We met flocks of wretched children going to school for the "bit of bread," some crying with hunger, and some begging to get in without the penny which was required for their tuition. The poor little emaciated creatures went weeping away, one saying he had been "looking for the penny all day yesterday, and could not get it." The doctor who accompanied us returned to report to the priest the cruelty of the relieving officer and teacher, but this neither frightened or softened these hard hearts. These people are shut in by mountains and the sea on one side, and roads passable only on foot by the other, having no bridges, and the paths entirely lost in some places among the stones. We left our carriage, and walked as we could; and though we met multitudes in the last stages of suffering, yet not one through that day asked charity, and in one case the common hospitality showed itself, by offering us milk when we asked for water. This day I saw enough, and my heart was sick—sick. The next morning, the Protestant curate wished me to go early to the field, and see the willing laborers in his employ. He called one to the hedge, and asked if he had the potatoes in his pocket which he had gathered some days ago.

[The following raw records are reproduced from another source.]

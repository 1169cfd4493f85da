//! Handler capabilities.
//!
//! A handler implements any subset of the five capability traits and exposes
//! them through [`Handler`]. Capabilities are queried once, when the handler
//! is inserted into a pipeline, so the answers must not change afterwards.
//!
//! Every callback receives the [`Context`] of its node. Nothing is forwarded
//! implicitly: a handler that wants the event to continue down the chain must
//! call the matching `fire_*` method on the context.

use std::any::Any;

use crate::error::{PipelineError, Result};
use crate::pipeline::context::Context;
use crate::pipeline::message::{Message, TypeMatcher};

pub trait OpenedListener<S>: Send + Sync {
    fn session_opened(&self, session: &S, ctx: &Context<'_, S>) -> Result<()>;
}

pub trait ClosedListener<S>: Send + Sync {
    fn session_closed(&self, session: &S, ctx: &Context<'_, S>) -> Result<()>;
}

pub trait ExceptionListener<S>: Send + Sync {
    fn exception_caught(&self, session: &S, error: PipelineError, ctx: &Context<'_, S>)
        -> Result<()>;
}

/// Inbound payload capability.
pub trait ReceivedListener<S>: Send + Sync {
    /// Payload types this handler wants to see.
    fn receives(&self) -> TypeMatcher;

    fn message_received(
        &self,
        session: &S,
        msg: Message,
        channel: u32,
        ctx: &Context<'_, S>,
    ) -> Result<()>;
}

/// Outbound payload capability.
pub trait SendingListener<S>: Send + Sync {
    /// Payload types this handler wants to see.
    fn sends(&self) -> TypeMatcher;

    fn message_sending(
        &self,
        session: &S,
        msg: Message,
        channel: u32,
        ctx: &Context<'_, S>,
    ) -> Result<()>;
}

/// A pipeline element. Each capability accessor returns `Some(self)` for the
/// capabilities the handler implements.
///
/// ```rust
/// use network_pipeline::pipeline::{Context, Handler, Message, ReceivedListener, TypeMatcher};
/// use network_pipeline::error::Result;
///
/// struct Uppercase;
///
/// impl ReceivedListener<()> for Uppercase {
///     fn receives(&self) -> TypeMatcher {
///         TypeMatcher::of::<String>()
///     }
///
///     fn message_received(&self, session: &(), msg: Message, channel: u32, ctx: &Context<'_, ()>) -> Result<()> {
///         let text = msg.downcast::<String>().unwrap_or_default();
///         ctx.fire_message_received(session, Message::new(text.to_uppercase()), channel)
///     }
/// }
///
/// impl Handler<()> for Uppercase {
///     fn as_received(&self) -> Option<&dyn ReceivedListener<()>> {
///         Some(self)
///     }
/// }
/// ```
pub trait Handler<S>: Send + Sync + 'static {
    fn as_opened(&self) -> Option<&dyn OpenedListener<S>> {
        None
    }

    fn as_closed(&self) -> Option<&dyn ClosedListener<S>> {
        None
    }

    fn as_exception(&self) -> Option<&dyn ExceptionListener<S>> {
        None
    }

    fn as_received(&self) -> Option<&dyn ReceivedListener<S>> {
        None
    }

    fn as_sending(&self) -> Option<&dyn SendingListener<S>> {
        None
    }

    /// Called after the handler has been linked into a pipeline.
    fn handler_added(&self, _name: &str) {}

    /// Called after the handler has been unlinked or replaced.
    fn handler_removed(&self, _name: &str) {}
}

type LifecycleFn<S> = dyn Fn(&S, &Context<'_, S>) -> Result<()> + Send + Sync;
type ExceptionFn<S> = dyn Fn(&S, PipelineError, &Context<'_, S>) -> Result<()> + Send + Sync;
type MessageFn<S> = dyn Fn(&S, Message, u32, &Context<'_, S>) -> Result<()> + Send + Sync;

/// A handler assembled from closures, one per capability.
///
/// Capabilities without a closure are not advertised, so events of that kind
/// skip the node entirely.
pub struct FnHandler<S> {
    opened: Option<Box<LifecycleFn<S>>>,
    closed: Option<Box<LifecycleFn<S>>>,
    exception: Option<Box<ExceptionFn<S>>>,
    received: Option<(TypeMatcher, Box<MessageFn<S>>)>,
    sending: Option<(TypeMatcher, Box<MessageFn<S>>)>,
}

impl<S: 'static> Default for FnHandler<S> {
    fn default() -> Self {
        Self::new()
    }
}

impl<S: 'static> FnHandler<S> {
    pub fn new() -> Self {
        Self {
            opened: None,
            closed: None,
            exception: None,
            received: None,
            sending: None,
        }
    }

    pub fn on_opened<F>(mut self, f: F) -> Self
    where
        F: Fn(&S, &Context<'_, S>) -> Result<()> + Send + Sync + 'static,
    {
        self.opened = Some(Box::new(f));
        self
    }

    pub fn on_closed<F>(mut self, f: F) -> Self
    where
        F: Fn(&S, &Context<'_, S>) -> Result<()> + Send + Sync + 'static,
    {
        self.closed = Some(Box::new(f));
        self
    }

    pub fn on_exception<F>(mut self, f: F) -> Self
    where
        F: Fn(&S, PipelineError, &Context<'_, S>) -> Result<()> + Send + Sync + 'static,
    {
        self.exception = Some(Box::new(f));
        self
    }

    /// Handle inbound payloads of exactly type `T`.
    pub fn on_received<T, F>(mut self, f: F) -> Self
    where
        T: Any + Send,
        F: Fn(&S, T, u32, &Context<'_, S>) -> Result<()> + Send + Sync + 'static,
    {
        let typed = move |session: &S, msg: Message, channel: u32, ctx: &Context<'_, S>| {
            match msg.downcast::<T>() {
                Ok(value) => f(session, value, channel, ctx),
                Err(msg) => ctx.fire_message_received(session, msg, channel),
            }
        };
        self.received = Some((TypeMatcher::of::<T>(), Box::new(typed)));
        self
    }

    /// Handle inbound payloads matched by `matcher`, still type-erased.
    pub fn on_received_any<F>(mut self, matcher: TypeMatcher, f: F) -> Self
    where
        F: Fn(&S, Message, u32, &Context<'_, S>) -> Result<()> + Send + Sync + 'static,
    {
        self.received = Some((matcher, Box::new(f)));
        self
    }

    /// Handle outbound payloads of exactly type `T`.
    pub fn on_sending<T, F>(mut self, f: F) -> Self
    where
        T: Any + Send,
        F: Fn(&S, T, u32, &Context<'_, S>) -> Result<()> + Send + Sync + 'static,
    {
        let typed = move |session: &S, msg: Message, channel: u32, ctx: &Context<'_, S>| {
            match msg.downcast::<T>() {
                Ok(value) => f(session, value, channel, ctx),
                Err(msg) => ctx.fire_message_sent(session, msg, channel),
            }
        };
        self.sending = Some((TypeMatcher::of::<T>(), Box::new(typed)));
        self
    }

    /// Handle outbound payloads matched by `matcher`, still type-erased.
    pub fn on_sending_any<F>(mut self, matcher: TypeMatcher, f: F) -> Self
    where
        F: Fn(&S, Message, u32, &Context<'_, S>) -> Result<()> + Send + Sync + 'static,
    {
        self.sending = Some((matcher, Box::new(f)));
        self
    }
}

impl<S: 'static> OpenedListener<S> for FnHandler<S> {
    fn session_opened(&self, session: &S, ctx: &Context<'_, S>) -> Result<()> {
        match &self.opened {
            Some(f) => f(session, ctx),
            None => ctx.fire_session_opened(session),
        }
    }
}

impl<S: 'static> ClosedListener<S> for FnHandler<S> {
    fn session_closed(&self, session: &S, ctx: &Context<'_, S>) -> Result<()> {
        match &self.closed {
            Some(f) => f(session, ctx),
            None => ctx.fire_session_closed(session),
        }
    }
}

impl<S: 'static> ExceptionListener<S> for FnHandler<S> {
    fn exception_caught(
        &self,
        session: &S,
        error: PipelineError,
        ctx: &Context<'_, S>,
    ) -> Result<()> {
        match &self.exception {
            Some(f) => f(session, error, ctx),
            None => ctx.fire_exception_caught(session, error),
        }
    }
}

impl<S: 'static> ReceivedListener<S> for FnHandler<S> {
    fn receives(&self) -> TypeMatcher {
        self.received
            .as_ref()
            .map(|(matcher, _)| matcher.clone())
            .unwrap_or(TypeMatcher::OneOf(Vec::new()))
    }

    fn message_received(
        &self,
        session: &S,
        msg: Message,
        channel: u32,
        ctx: &Context<'_, S>,
    ) -> Result<()> {
        match &self.received {
            Some((_, f)) => f(session, msg, channel, ctx),
            None => ctx.fire_message_received(session, msg, channel),
        }
    }
}

impl<S: 'static> SendingListener<S> for FnHandler<S> {
    fn sends(&self) -> TypeMatcher {
        self.sending
            .as_ref()
            .map(|(matcher, _)| matcher.clone())
            .unwrap_or(TypeMatcher::OneOf(Vec::new()))
    }

    fn message_sending(
        &self,
        session: &S,
        msg: Message,
        channel: u32,
        ctx: &Context<'_, S>,
    ) -> Result<()> {
        match &self.sending {
            Some((_, f)) => f(session, msg, channel, ctx),
            None => ctx.fire_message_sent(session, msg, channel),
        }
    }
}

impl<S: 'static> Handler<S> for FnHandler<S> {
    fn as_opened(&self) -> Option<&dyn OpenedListener<S>> {
        self.opened.as_ref().map(|_| self as &dyn OpenedListener<S>)
    }

    fn as_closed(&self) -> Option<&dyn ClosedListener<S>> {
        self.closed.as_ref().map(|_| self as &dyn ClosedListener<S>)
    }

    fn as_exception(&self) -> Option<&dyn ExceptionListener<S>> {
        self.exception.as_ref().map(|_| self as &dyn ExceptionListener<S>)
    }

    fn as_received(&self) -> Option<&dyn ReceivedListener<S>> {
        self.received.as_ref().map(|_| self as &dyn ReceivedListener<S>)
    }

    fn as_sending(&self) -> Option<&dyn SendingListener<S>> {
        self.sending.as_ref().map(|_| self as &dyn SendingListener<S>)
    }
}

The man took out a handful of small ones. "These," said the curate (the tear starting to his eye), "are what this man found in spading up the ground here; and so little have his family to eat at home, that he has carried them in his pocket, till he can find some little spot where he may plant them, lest if he should leave them in the cabin, they would be eaten." This man had a family of four to support on the fourpence earned in that field.